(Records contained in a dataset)
╭──

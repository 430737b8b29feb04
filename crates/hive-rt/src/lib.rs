//! OTP-style concurrency and distribution runtime.
//!
//! The runtime gives user code one programming model -- isolated stateful
//! servers communicating only by asynchronous messages -- and keeps those
//! servers alive, supervised, named, and reachable across a peer-to-peer
//! cluster of nodes.
//!
//! ## Layers
//!
//! - [`actor`]: the local process kernel -- behaviors, mailboxes, serialized
//!   dispatch, the local name registry, supervision trees, call accounting,
//!   and the observer service
//! - [`dist`]: the cluster -- TCP transport with reconnect, heartbeat-based
//!   membership with gossip, remote call/cast/spawn, monitors and links
//!   across nodes, the LWW global registry, and distributed supervision
//! - [`node`]: the assembly tying one kernel into one cluster instance
//!
//! ## Quick start
//!
//! ```no_run
//! use hive_rt::{Behavior, ClusterConfig, Node, StartOptions, Term};
//! use std::time::Duration;
//!
//! let mut config = ClusterConfig::new("alpha");
//! config.port = 4401;
//! let node = Node::new(config).unwrap();
//!
//! let counter = Behavior::builder()
//!     .init(|args| Ok(args))
//!     .on_call(|_msg, state| Ok((state.clone(), state)))
//!     .on_cast(|_msg, state| Ok(Term::Int(state.as_i64().unwrap_or(0) + 1)))
//!     .build();
//!
//! let server = node
//!     .start_server(counter, StartOptions::with_args(Term::Int(0)))
//!     .unwrap();
//! node.cast(&server, Term::str("inc"));
//! let count = node
//!     .call(&server, Term::str("get"), Duration::from_secs(5))
//!     .unwrap();
//! assert_eq!(count, Term::Int(1));
//! ```

pub mod actor;
pub mod config;
pub mod dist;
pub mod error;
pub mod event;
pub mod node;
pub mod persist;

pub use actor::behavior::{Behavior, BehaviorCatalog, BehaviorFactory, PersistenceSpec};
pub use actor::calls::{CallStats, CallStatsSnapshot};
pub use actor::child_spec::{
    AutoShutdown, ChildSpec, DynamicChildSpec, RestartPolicy, Strategy, SupervisorOptions,
};
pub use actor::kernel::{Kernel, KernelOptions, ProcessInfo, StartOptions};
pub use actor::observer::{observer_behavior, SupervisorIndex, OBSERVER_NAME};
pub use actor::process::{ExitReason, ProcessStatus, ServerRef};
pub use actor::registry::Registry;
pub use actor::supervisor::{ChildInfo, Supervisor};
pub use config::ClusterConfig;
pub use dist::global::{GlobalEvent, GlobalRegistry};
pub use dist::membership::{ClusterEvent, ClusterStatus, NodeInfo};
pub use dist::remote::SpawnOptions;
pub use dist::supervisor::{
    DistChildSpec, DistSupEvent, DistSupervisorOptions, DistributedSupervisor, NodeSelector,
};
pub use error::{Error, Result};
pub use event::{EventHub, LifecycleEvent};
pub use node::{Node, NodeOptions};
pub use persist::{Clock, MemoryStorage, PersistedState, StorageAdapter, SystemClock};

// The wire types are part of the public surface: payloads are `Term`s and
// identities are `NodeId`s.
pub use hive_wire::{NodeId, Term};
impl Supervisor {
    /// Start a supervisor with static children, started sequentially in spec
    /// order before this returns. If any child fails to start, the already
    /// started ones are stopped in reverse order and the start fails.
    pub fn start(
        kernel: &Kernel,
        options: SupervisorOptions,
        specs: Vec<ChildSpec>,
    ) -> Result<Supervisor> {
        if options.strategy == Strategy::SimpleOneForOne {
            return Err(Error::InitFailed {
                detail: "simple_one_for_one supervisors start via start_simple".into(),
            });
        }
        Self::start_with(kernel, options, specs, None)
    }

    /// Start a `simple_one_for_one` supervisor from a child template.
    /// Children are added later via [`Supervisor::start_dynamic_child`].
    pub fn start_simple(
        kernel: &Kernel,
        options: SupervisorOptions,
        template: DynamicChildSpec,
    ) -> Result<Supervisor> {
        if options.strategy != Strategy::SimpleOneForOne {
            return Err(Error::InitFailed {
                detail: "start_simple requires the simple_one_for_one strategy".into(),
            });
        }
        Self::start_with(kernel, options, Vec::new(), Some(template))
    }

    fn start_with(
        kernel: &Kernel,
        options: SupervisorOptions,
        specs: Vec<ChildSpec>,
        template: Option<DynamicChildSpec>,
    ) -> Result<Supervisor> {
        let inner = Arc::new(Mutex::new(SupInner {
            strategy: options.strategy,
            window: RestartWindow::new(options.max_restarts, options.within_ms),
            auto_shutdown: options.auto_shutdown,
            children: specs.into_iter().map(ChildState::new).collect(),
            template,
            next_dynamic_id: 1,
            stopping: false,
        }));
        let watched: WatchMap = Arc::new(Mutex::new(FxHashMap::default()));
        let cell = Arc::new(Mutex::new(SupCell {
            server: None,
            pending: Vec::new(),
        }));

        let max_restarts = options.max_restarts;
        let within_ms = options.within_ms;

        // Exit events for watched children become casts into the
        // supervisor's own mailbox, serializing strategy handling with
        // everything else the supervisor does.
        let sub_kernel = kernel.clone();
        let sub_watched = Arc::clone(&watched);
        let sub_cell = Arc::clone(&cell);
        let event_token = kernel.events().subscribe(move |event| {
            let (id, reason_kind, detail) = match event {
                LifecycleEvent::Terminated { id, reason } => {
                    let (kind, detail) = reason.to_wire();
                    (*id, kind.as_str(), detail)
                }
                LifecycleEvent::Crashed { id, error } => (*id, "error", Some(error.clone())),
                LifecycleEvent::Started { .. } => return,
            };
            if !sub_watched.lock().contains_key(&id) {
                return;
            }
            let msg = Term::object([
                ("sup_event", Term::str("child_exit")),
                ("child", Term::Int(id as i64)),
                ("reason", Term::str(reason_kind)),
                (
                    "detail",
                    detail.map(Term::Str).unwrap_or(Term::Null),
                ),
            ]);
            let mut cell = sub_cell.lock();
            match &cell.server {
                Some(server) => sub_kernel.cast(server, msg),
                None => cell.pending.push(msg),
            }
        });

        let init_kernel = kernel.clone();
        let init_inner = Arc::clone(&inner);
        let init_watched = Arc::clone(&watched);

        let cast_kernel = kernel.clone();
        let cast_inner = Arc::clone(&inner);
        let cast_watched = Arc::clone(&watched);
        let cast_cell = Arc::clone(&cell);

        let term_kernel = kernel.clone();
        let term_inner = Arc::clone(&inner);
        let term_watched = Arc::clone(&watched);
        let term_cell = Arc::clone(&cell);

        let behavior = super::behavior::Behavior::builder()
            .init(move |_| {
                let mut sup = init_inner.lock();
                start_children_range(&mut sup, &init_kernel, &init_watched, 0)
                    .map_err(|e| format!("child start failed: {}", e))?;
                Ok(Term::Null)
            })
            .on_cast(move |msg, state| {
                if msg.get("sup_event").and_then(Term::as_str) != Some("child_exit") {
                    return Ok(state);
                }
                let child_server_id = msg
                    .get("child")
                    .and_then(Term::as_i64)
                    .ok_or("malformed child_exit message")? as u64;
                let abnormal = matches!(
                    msg.get("reason").and_then(Term::as_str),
                    Some("error") | Some("nodedown")
                );

                let mut sup = cast_inner.lock();
                if sup.stopping {
                    return Ok(state);
                }
                // Claim the watch entry; a missing entry means the exit was
                // intentional or belongs to an older incarnation.
                let child_id = match cast_watched.lock().remove(&child_server_id) {
                    Some(id) => id,
                    None => return Ok(state),
                };

                let self_stop = handle_child_exit(
                    &mut sup,
                    &cast_kernel,
                    &cast_watched,
                    &child_id,
                    abnormal,
                    max_restarts,
                    within_ms,
                )?;
                drop(sup);

                if self_stop {
                    let cell = cast_cell.lock();
                    if let Some(server) = &cell.server {
                        debug!("supervisor {} auto-shutdown", server.id);
                        cast_kernel.stop_async(server, ExitReason::Normal);
                    }
                }
                Ok(state)
            })
            .on_terminate(move |_reason, _state| {
                let mut sup = term_inner.lock();
                sup.stopping = true;
                stop_children_reverse(&mut sup, &term_kernel, &term_watched, 0);
                if let Some(server) = &term_cell.lock().server {
                    term_kernel.sup_index().unregister(server.id);
                }
            })
            .build();

        let mut start_options = StartOptions::default();
        start_options.name = options.name.clone();
        let server = match kernel.start(behavior, start_options) {
            Ok(server) => server,
            Err(err) => {
                kernel.events().unsubscribe(event_token);
                return Err(err);
            }
        };

        // Publish the ref and flush exits that raced the start.
        let pending = {
            let mut cell = cell.lock();
            cell.server = Some(server.clone());
            std::mem::take(&mut cell.pending)
        };
        for msg in pending {
            kernel.cast(&server, msg);
        }

        // Register with the observer's supervisor index.
        let index_inner = Arc::clone(&inner);
        let index_name = options.name.clone();
        kernel.sup_index().register(
            server.id,
            Arc::new(move || {
                let sup = index_inner.lock();
                SupSnapshot {
                    name: index_name.clone(),
                    children: sup
                        .children
                        .iter()
                        .map(|c| (c.spec.id.clone(), c.server.as_ref().map(|s| s.id), c.running))
                        .collect(),
                }
            }),
        );

        Ok(Supervisor {
            kernel: kernel.clone(),
            server,
            inner,
            watched,
            event_token,
        })
    }

    /// The supervisor's own process reference.
    pub fn server_ref(&self) -> &ServerRef {
        &self.server
    }

    /// Add and start a child dynamically. Fails with `RegistryConflict` on a
    /// duplicate child id. Not available under `simple_one_for_one`.
    pub fn start_child(&self, spec: ChildSpec) -> Result<ServerRef> {
        let watched = self.watched_of();
        let mut sup = self.inner.lock();
        if sup.strategy == Strategy::SimpleOneForOne {
            return Err(Error::InitFailed {
                detail: "simple_one_for_one supervisors take start_dynamic_child".into(),
            });
        }
        if sup.children.iter().any(|c| c.spec.id == spec.id) {
            return Err(Error::RegistryConflict { name: spec.id });
        }
        let mut child = ChildState::new(spec);
        start_single_child(&mut child, &self.kernel, &watched)?;
        let server = child.server.clone().expect("started child has a ref");
        sup.children.push(child);
        Ok(server)
    }

    /// Start a dynamic child from the `simple_one_for_one` template.
    pub fn start_dynamic_child(&self, args: Term) -> Result<ServerRef> {
        let watched = self.watched_of();
        let mut sup = self.inner.lock();
        let template = sup.template.clone().ok_or_else(|| Error::InitFailed {
            detail: "supervisor has no dynamic child template".into(),
        })?;
        let id = format!("{}-{}", template.id_prefix, sup.next_dynamic_id);
        sup.next_dynamic_id += 1;

        let start = Arc::clone(&template.start);
        let spec = ChildSpec {
            id,
            start: Arc::new(move |kernel: &Kernel| start(kernel, args.clone())),
            restart: template.restart,
            shutdown_timeout_ms: template.shutdown_timeout_ms,
            significant: template.significant,
        };
        let mut child = ChildState::new(spec);
        start_single_child(&mut child, &self.kernel, &watched)?;
        let server = child.server.clone().expect("started child has a ref");
        sup.children.push(child);
        Ok(server)
    }

    /// Stop a child and remove its spec.
    pub fn terminate_child(&self, child_id: &str) -> Result<()> {
        let watched = self.watched_of();
        let mut sup = self.inner.lock();
        let idx = sup
            .children
            .iter()
            .position(|c| c.spec.id == child_id)
            .ok_or_else(|| Error::ChildNotFound {
                id: child_id.to_string(),
            })?;
        stop_single_child(&mut sup.children[idx], &self.kernel, &watched);
        sup.children.remove(idx);
        Ok(())
    }

    /// Stop and restart a child, keeping its spec. Manual restarts do not
    /// count toward restart intensity.
    pub fn restart_child(&self, child_id: &str) -> Result<ServerRef> {
        let watched = self.watched_of();
        let mut sup = self.inner.lock();
        let idx = sup
            .children
            .iter()
            .position(|c| c.spec.id == child_id)
            .ok_or_else(|| Error::ChildNotFound {
                id: child_id.to_string(),
            })?;
        stop_single_child(&mut sup.children[idx], &self.kernel, &watched);
        start_single_child(&mut sup.children[idx], &self.kernel, &watched)?;
        Ok(sup.children[idx]
            .server
            .clone()
            .expect("restarted child has a ref"))
    }

    /// Current child states, in start order.
    pub fn children(&self) -> Vec<ChildInfo> {
        self.inner
            .lock()
            .children
            .iter()
            .map(|c| ChildInfo {
                id: c.spec.id.clone(),
                server: c.server.clone(),
                running: c.running,
                restart_count: c.restart_count,
                significant: c.spec.significant,
            })
            .collect()
    }

    /// Stop the supervisor and, through its terminate callback, every child
    /// in reverse start order.
    pub fn stop(&self) {
        self.kernel.events().unsubscribe(self.event_token);
        self.kernel.stop(&self.server, ExitReason::Shutdown);
    }

    fn watched_of(&self) -> WatchMap {
        Arc::clone(&self.watched)
    }
}
impl Kernel {
    pub fn new() -> Kernel {
        Kernel::with_options(KernelOptions::default())
    }

    pub fn with_options(options: KernelOptions) -> Kernel {
        let registry = Arc::new(Registry::new());
        let events = Arc::new(EventHub::new());

        // The registry drops a process's names the moment its terminal
        // lifecycle event fires; user code never unregisters explicitly.
        let registry_sub = Arc::clone(&registry);
        events.subscribe(move |event| match event {
            LifecycleEvent::Terminated { id, .. } | LifecycleEvent::Crashed { id, .. } => {
                registry_sub.cleanup_process(*id);
            }
            LifecycleEvent::Started { .. } => {}
        });

        Kernel {
            inner: Arc::new(KernelInner {
                processes: RwLock::new(FxHashMap::default()),
                next_id: AtomicU64::new(1),
                registry,
                events,
                stats: Arc::new(CallStats::new()),
                sup_index: Arc::new(SupervisorIndex::new()),
                storage: options.storage,
                clock: options.clock,
                mailbox_high_watermark: options.mailbox_high_watermark,
            }),
        }
    }

    pub fn registry(&self) -> &Registry {
        &self.inner.registry
    }

    pub fn events(&self) -> &EventHub {
        &self.inner.events
    }

    pub fn stats(&self) -> &CallStats {
        &self.inner.stats
    }

    pub fn sup_index(&self) -> &SupervisorIndex {
        &self.inner.sup_index
    }

    pub(crate) fn clock(&self) -> &Arc<dyn Clock> {
        &self.inner.clock
    }

    // -----------------------------------------------------------------------
    // start
    // -----------------------------------------------------------------------

    /// Start a process. Returns after `init` has completed successfully.
    pub fn start(&self, behavior: Behavior, options: StartOptions) -> Result<ServerRef> {
        let id = self.inner.next_id.fetch_add(1, Ordering::Relaxed);

        // Reserve the name first so concurrent starts cannot both win it.
        if let Some(name) = &options.name {
            self.inner.registry.register(name.clone(), id)?;
        }

        let state = match self.initial_state(&behavior, options.init_args) {
            Ok(state) => state,
            Err(err) => {
                if let Some(name) = &options.name {
                    self.inner.registry.unregister(name);
                }
                return Err(err);
            }
        };

        let (sender, receiver) = mailbox();
        let handle = Arc::new(ProcessHandle::new(id, options.name.clone(), sender));
        handle.set_status(ProcessStatus::Running);
        self.inner.processes.write().insert(id, Arc::clone(&handle));

        self.inner.events.emit(&LifecycleEvent::Started {
            id,
            name: options.name,
        });

        let inner = Arc::clone(&self.inner);
        std::thread::Builder::new()
            .name(format!("hive-proc-{}", id))
            .spawn(move || dispatch_loop(inner, handle, behavior, state, receiver))
            .map_err(|e| Error::InitFailed {
                detail: format!("failed to spawn dispatch thread: {}", e),
            })?;

        Ok(ServerRef::local(id))
    }

    /// Resolve the initial state: persisted snapshot (with migration) when
    /// the behavior declares persistence and storage is available, `init`
    /// otherwise. A bad snapshot is a hard failure, never a fallback to init.
    fn initial_state(&self, behavior: &Behavior, args: Term) -> Result<Term> {
        if let (Some(spec), Some(storage)) = (&behavior.persistence, &self.inner.storage) {
            let blob = storage.load(&spec.key).map_err(|e| Error::InitFailed {
                detail: format!("storage load failed: {}", e),
            })?;
            if let Some(blob) = blob {
                let snapshot: PersistedState =
                    serde_json::from_slice(&blob).map_err(|e| Error::Migration {
                        key: spec.key.clone(),
                        detail: format!("unreadable snapshot: {}", e),
                    })?;
                snapshot.verify().map_err(|detail| Error::Migration {
                    key: spec.key.clone(),
                    detail,
                })?;
                let stored_version = snapshot.metadata.schema_version;
                if stored_version == spec.schema_version {
                    return Ok(snapshot.state);
                }
                let migrate = spec.migrate.as_ref().ok_or_else(|| Error::Migration {
                    key: spec.key.clone(),
                    detail: format!(
                        "schema version {} stored, {} expected, no migration defined",
                        stored_version, spec.schema_version
                    ),
                })?;
                return run_contained(|| migrate(stored_version, snapshot.state.clone()))
                    .map_err(|detail| Error::Migration {
                        key: spec.key.clone(),
                        detail,
                    });
            }
        }
        run_contained(|| (behavior.init)(args)).map_err(|detail| Error::InitFailed { detail })
    }

    // -----------------------------------------------------------------------
    // call / cast / stop
    // -----------------------------------------------------------------------

    /// Synchronous request/reply against a local process.
    pub fn call(&self, target: &ServerRef, msg: Term, timeout: Duration) -> Result<Term> {
        let reply_rx = self.call_enqueue(target.id, msg)?;
        self.call_await(reply_rx, timeout, target.id)
    }

    /// Enqueue a call envelope and hand back its awaiter. Split from the
    /// wait so the remote-call handler can enqueue in arrival order on the
    /// router thread and park only the waiting on a worker.
    pub(crate) fn call_enqueue(
        &self,
        server_id: u64,
        msg: Term,
    ) -> Result<Receiver<std::result::Result<Term, CallFault>>> {
        self.inner.stats.record_initiated();
        let handle = match self.handle_of(server_id) {
            Some(handle) if handle.status() == ProcessStatus::Running => handle,
            _ => {
                self.inner.stats.record_rejected();
                return Err(Error::ServerNotRunning {
                    server_id,
                    node: None,
                });
            }
        };

        let (reply_tx, reply_rx) = bounded(1);
        if handle
            .sender
            .send(Envelope::Call {
                reply: reply_tx,
                payload: msg,
            })
            .is_err()
        {
            self.inner.stats.record_rejected();
            return Err(Error::ServerNotRunning {
                server_id,
                node: None,
            });
        }
        Ok(reply_rx)
    }

    /// Await the reply of an enqueued call.
    pub(crate) fn call_await(
        &self,
        reply_rx: Receiver<std::result::Result<Term, CallFault>>,
        timeout: Duration,
        server_id: u64,
    ) -> Result<Term> {
        match reply_rx.recv_timeout(timeout) {
            Ok(Ok(value)) => {
                self.inner.stats.record_resolved();
                Ok(value)
            }
            Ok(Err(CallFault::Handler(detail))) => {
                self.inner.stats.record_rejected();
                Err(Error::CallFailed { detail })
            }
            Ok(Err(CallFault::Stopped)) | Err(RecvTimeoutError::Disconnected) => {
                self.inner.stats.record_rejected();
                Err(Error::ServerNotRunning {
                    server_id,
                    node: None,
                })
            }
            Err(RecvTimeoutError::Timeout) => {
                self.inner.stats.record_timed_out();
                // The awaiter is gone with the dropped receiver; a late
                // reply is discarded by the channel.
                Err(Error::CallTimeout {
                    timeout_ms: timeout.as_millis() as u64,
                    server_id,
                    node: None,
                })
            }
        }
    }

    /// Fire-and-forget message to a local process. Never fails visibly; a
    /// missing target or a full mailbox (when a high-watermark is configured)
    /// drops the message.
    pub fn cast(&self, target: &ServerRef, msg: Term) {
        self.inner.stats.record_cast();
        if let Some(handle) = self.handle_of(target.id) {
            if let Some(high_watermark) = self.inner.mailbox_high_watermark {
                if handle.queue_len() >= high_watermark {
                    handle.dropped_casts.fetch_add(1, Ordering::Relaxed);
                    debug!(
                        "cast to {} dropped: mailbox at high-watermark {}",
                        target.id, high_watermark
                    );
                    return;
                }
            }
            let _ = handle.sender.send(Envelope::Cast { payload: msg });
        }
    }

    /// Stop a process and wait for its termination. Missing refs are a no-op.
    pub fn stop(&self, target: &ServerRef, reason: ExitReason) {
        if let Some(handle) = self.handle_of(target.id) {
            let _ = handle.sender.send(Envelope::Stop { reason });
            handle.wait_stopped(None);
        }
    }

    /// Stop with a deadline. Returns `false` when the process failed to stop
    /// in time (the caller decides whether to abandon it).
    pub fn stop_timeout(&self, target: &ServerRef, reason: ExitReason, timeout: Duration) -> bool {
        match self.handle_of(target.id) {
            None => true,
            Some(handle) => {
                let _ = handle.sender.send(Envelope::Stop { reason });
                handle.wait_stopped(Some(timeout))
            }
        }
    }

    /// Enqueue a stop signal without waiting. Used where blocking would
    /// deadlock, e.g. a process stopping itself.
    pub fn stop_async(&self, target: &ServerRef, reason: ExitReason) {
        if let Some(handle) = self.handle_of(target.id) {
            let _ = handle.sender.send(Envelope::Stop { reason });
        }
    }

    /// Force-terminate a process that ignored its shutdown deadline: the
    /// record is removed and the terminal event emitted now; the stuck
    /// dispatch thread skips its own bookkeeping if it ever returns.
    pub(crate) fn abandon(&self, id: u64, reason: ExitReason) {
        let handle = self.inner.processes.write().remove(&id);
        if let Some(handle) = handle {
            warn!("abandoning process {} ({})", id, reason);
            handle.mark_abandoned();
            self.inner.registry.cleanup_process(id);
            self.inner
                .events
                .emit(&LifecycleEvent::Terminated { id, reason });
        }
    }

    // -----------------------------------------------------------------------
    // introspection
    // -----------------------------------------------------------------------

    pub fn is_running(&self, id: u64) -> bool {
        self.handle_of(id)
            .map(|h| h.status() == ProcessStatus::Running)
            .unwrap_or(false)
    }

    pub fn process_count(&self) -> usize {
        self.inner.processes.read().len()
    }

    pub fn info(&self, id: u64) -> Option<ProcessInfo> {
        self.handle_of(id).map(|h| ProcessInfo::from_handle(&h))
    }

    pub fn list(&self) -> Vec<ProcessInfo> {
        let mut infos: Vec<ProcessInfo> = self
            .inner
            .processes
            .read()
            .values()
            .map(|h| ProcessInfo::from_handle(h))
            .collect();
        infos.sort_by_key(|i| i.id);
        infos
    }

    /// Stop every process, used at node shutdown. Processes that ignore the
    /// deadline are abandoned.
    pub fn shutdown_all(&self, timeout: Duration) {
        let ids: Vec<u64> = self.inner.processes.read().keys().copied().collect();
        for id in ids {
            let target = ServerRef::local(id);
            if !self.stop_timeout(&target, ExitReason::Shutdown, timeout) {
                self.abandon(id, ExitReason::Shutdown);
            }
        }
    }

    fn handle_of(&self, id: u64) -> Option<Arc<ProcessHandle>> {
        self.inner.processes.read().get(&id).cloned()
    }
}
/// A reader observed the connection dropping out from under us.
fn conn_lost(inner: &TransportInner, connection: &Arc<Connection>, cause: PeerDownCause) {
    // Superseded connections (replaced by a duplicate-connection tiebreak)
    // stay silent; the replacement is already up.
    let current = inner.connections.read().get(&connection.peer).cloned();
    match current {
        Some(current) if Arc::ptr_eq(&current, connection) => {}
        _ => return,
    }
    let next = if connection.origin == Origin::Dialer
        && !connection.local_close.load(Ordering::Acquire)
        && !inner.shutdown.load(Ordering::Acquire)
    {
        ConnState::Connecting {
            pending: Vec::new(),
        }
    } else {
        ConnState::Disconnected
    };
    close_connection(inner, connection, next, cause);
}

/// Flush writes queued while the dial was in flight.
fn transition_connected(connection: &Connection, stream: TcpStream) -> std::io::Result<bool> {
    let mut state = connection.state.lock();
    match &mut *state {
        // A racing inbound connection won; drop this socket.
        ConnState::Connected { .. } => Ok(false),
        ConnState::Connecting { pending } => {
            let queued = std::mem::take(pending);
            let mut write_half = stream;
            for framed in queued {
                write_half.write_all(&framed)?;
            }
            *state = ConnState::Connected { stream: write_half };
            Ok(true)
        }
        ConnState::Disconnected => Ok(false),
    }
}

// ---------------------------------------------------------------------------
// Dial loop (outbound connections)
// ---------------------------------------------------------------------------

fn backoff_delay(inner: &TransportInner, attempt: u32) -> Duration {
    let exp = inner
        .base_delay_ms
        .saturating_mul(1u64.checked_shl(attempt.min(16)).unwrap_or(u64::MAX));
    let capped = exp.min(inner.max_delay_ms);
    let jitter = rand::random::<u64>() % (inner.base_delay_ms / 2 + 1);
    Duration::from_millis(capped + jitter)
}

/// Sleep in small slices so shutdown and local close stay responsive.
fn interruptible_sleep(inner: &TransportInner, connection: &Connection, total: Duration) -> bool {
    let mut remaining = total;
    let slice = Duration::from_millis(50);
    while remaining > Duration::ZERO {
        if inner.shutdown.load(Ordering::Acquire)
            || connection.local_close.load(Ordering::Acquire)
        {
            return false;
        }
        let step = remaining.min(slice);
        std::thread::sleep(step);
        remaining -= step;
    }
    true
}

fn dial_loop(inner: Arc<TransportInner>, connection: Arc<Connection>, peer: NodeId) {
    loop {
        if inner.shutdown.load(Ordering::Acquire)
            || connection.local_close.load(Ordering::Acquire)
        {
            return;
        }
        // Superseded by a replacement connection: this thread is done.
        match inner.connections.read().get(&peer) {
            Some(current) if Arc::ptr_eq(current, &connection) => {}
            _ => return,
        }

        match TcpStream::connect(peer.addr()) {
            Ok(stream) => {
                let _ = stream.set_nodelay(true);
                let read_half = match stream.try_clone() {
                    Ok(clone) => clone,
                    Err(_) => continue,
                };
                match transition_connected(&connection, stream) {
                    Ok(true) => {
                        connection.reconnect_attempt.store(0, Ordering::Relaxed);
                        emit(&inner, TransportEvent::PeerUp(peer.clone()));
                        // This thread now serves as the connection's reader;
                        // it returns when the connection drops.
                        read_frames(&inner, &connection, read_half, Some(peer.clone()));
                        conn_lost(&inner, &connection, PeerDownCause::ConnectionClosed);
                    }
                    Ok(false) => return,
                    Err(_) => {
                        conn_lost(&inner, &connection, PeerDownCause::ConnectionClosed);
                    }
                }
            }
            Err(e) => {
                let attempt = connection.reconnect_attempt.fetch_add(1, Ordering::Relaxed);
                if attempt == 0 {
                    debug!("dial {} failed: {}", peer, e);
                    emit(
                        &inner,
                        TransportEvent::PeerDown(peer.clone(), PeerDownCause::ConnectionRefused),
                    );
                }
                if !interruptible_sleep(&inner, &connection, backoff_delay(&inner, attempt)) {
                    return;
                }
            }
        }
    }
}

╰──

=== Problem ===
Copy every line in the entries above that has the string "blob" in it.

=== Output of the task ===
            let blob = storage.load(&spec.key).map_err(|e| Error::InitFailed {
            if let Some(blob) = blob {
                    serde_json::from_slice(&blob).map_err(|e| Error::Migration {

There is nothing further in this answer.